Stored data entries:
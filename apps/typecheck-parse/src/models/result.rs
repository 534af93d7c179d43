//! Aggregate result of one parse call and its derived views.

use super::{Diagnostic, Note, ParseFailure, Severity};
use serde::ser::{Serialize, SerializeStruct, Serializer};

#[derive(Debug, Clone, Default, PartialEq, Eq)]
/// Everything recognised in one checker output.
pub struct ParseResult {
    pub diagnostics: Vec<Diagnostic>,
    pub standalone_notes: Vec<Note>,
    pub files_checked: u32,
    pub failures: Vec<ParseFailure>,
}

impl ParseResult {
    pub fn errors(&self) -> impl Iterator<Item = &Diagnostic> {
        self.diagnostics
            .iter()
            .filter(|d| d.severity() == Severity::Error)
    }

    pub fn warnings(&self) -> impl Iterator<Item = &Diagnostic> {
        self.diagnostics
            .iter()
            .filter(|d| d.severity() == Severity::Warning)
    }

    pub fn error_count(&self) -> usize {
        self.errors().count()
    }

    pub fn warning_count(&self) -> usize {
        self.warnings().count()
    }

    /// Distinct files with at least one error, in first-seen order.
    pub fn files_with_errors(&self) -> Vec<&str> {
        let mut files: Vec<&str> = Vec::new();
        for d in self.errors() {
            let file = d.location().file.as_str();
            if !files.contains(&file) {
                files.push(file);
            }
        }
        files
    }

    pub fn is_clean(&self) -> bool {
        self.error_count() == 0
    }

    /// One-line summary in the checker's own wording.
    pub fn format_summary(&self) -> String {
        let errors = self.error_count();
        let files = self.files_with_errors().len();
        let checked = self.files_checked as usize;
        format!(
            "Found {} {} in {} {} (checked {} source {})",
            errors,
            plural(errors, "error"),
            files,
            plural(files, "file"),
            checked,
            plural(checked, "file"),
        )
    }

    /// Combine results of independent runs: sequences concatenate in
    /// order, checked-file counts add up. Failures not yet tagged get the
    /// index of the run they came from.
    pub fn merge<I>(results: I) -> ParseResult
    where
        I: IntoIterator<Item = ParseResult>,
    {
        let mut out = ParseResult::default();
        for (idx, mut r) in results.into_iter().enumerate() {
            for f in &mut r.failures {
                if f.input.is_none() {
                    f.input = Some(idx);
                }
            }
            out.diagnostics.append(&mut r.diagnostics);
            out.standalone_notes.append(&mut r.standalone_notes);
            out.failures.append(&mut r.failures);
            out.files_checked = out.files_checked.saturating_add(r.files_checked);
        }
        out
    }
}

// Stored fields plus the derived counts, so a serialized result is
// self-contained.
impl Serialize for ParseResult {
    fn serialize<S: Serializer>(&self, serializer: S) -> Result<S::Ok, S::Error> {
        let mut st = serializer.serialize_struct("ParseResult", 7)?;
        st.serialize_field("diagnostics", &self.diagnostics)?;
        st.serialize_field("standalone_notes", &self.standalone_notes)?;
        st.serialize_field("files_checked", &self.files_checked)?;
        st.serialize_field("failures", &self.failures)?;
        st.serialize_field("error_count", &self.error_count())?;
        st.serialize_field("warning_count", &self.warning_count())?;
        st.serialize_field("files_with_errors", &self.files_with_errors())?;
        st.end()
    }
}

fn plural(count: usize, word: &str) -> String {
    if count == 1 {
        word.to_string()
    } else {
        format!("{}s", word)
    }
}
//! CLI argument parsing via `clap`.

use clap::{Parser, Subcommand};

#[derive(Parser)]
#[command(
    name = "typecheck-parse",
    version,
    about = "Parse type checker output into structured results",
    long_about = "typecheck-parse reads the captured text output of a type checker run (mypy dialect) and\nclassifies every line as a diagnostic, a note, or a summary.\n\nConfiguration precedence: CLI > typecheck-parse.toml > defaults.",
    after_help = "Examples:\n  mypy src | typecheck-parse parse\n  typecheck-parse parse out-a.txt out-b.txt --preset detect\n  typecheck-parse detect out.txt > typecheck-parse.toml",
    arg_required_else_help = true
)]
/// Top-level CLI options and subcommands.
pub struct Cli {
    #[command(subcommand)]
    pub cmd: Commands,
}

#[derive(Subcommand)]
/// Supported subcommands.
pub enum Commands {
    /// Show version
    #[command(about = "Show version", long_about = "Print the current version.")]
    Version,
    /// Parse captured checker output
    #[command(
        about = "Parse checker output",
        long_about = "Parse one or more captured outputs (stdin when no file is given) and print the summary line. Exits 1 when errors were found.",
        after_help = "Examples:\n  typecheck-parse parse mypy.log\n  typecheck-parse parse --debug --preset minimal mypy.log"
    )]
    Parse {
        #[arg(help = "Files holding captured output (default: stdin)")]
        files: Vec<String>,
        #[arg(long, help = "Repository root (default: current dir)")]
        repo_root: Option<String>,
        #[arg(long, help = "Dialect preset: default|minimal|full|detect")]
        preset: Option<String>,
        #[arg(long, action = clap::ArgAction::SetTrue, help = "Trace how each line was classified")]
        debug: bool,
        #[arg(long, help = "Regex overriding the diagnostic matcher")]
        diagnostic_pattern: Option<String>,
        #[arg(long, help = "Regex overriding the note matcher")]
        note_pattern: Option<String>,
        #[arg(long, help = "Regex overriding the summary matcher")]
        summary_pattern: Option<String>,
    },
    /// Detect the output dialect
    #[command(
        about = "Detect output dialect",
        long_about = "Inspect a sample of checker output and print a matching [parser] section."
    )]
    Detect {
        #[arg(help = "File holding sample output (default: stdin)")]
        file: Option<String>,
    },
}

**TASK DETAILS:**
In the data above, find each line where the string "usize" appears, then copy it.

**ANSWER SECTION:**
    pub fn error_count(&self) -> usize {
    pub fn warning_count(&self) -> usize {
        let checked = self.files_checked as usize;
fn plural(count: usize, word: &str) -> String {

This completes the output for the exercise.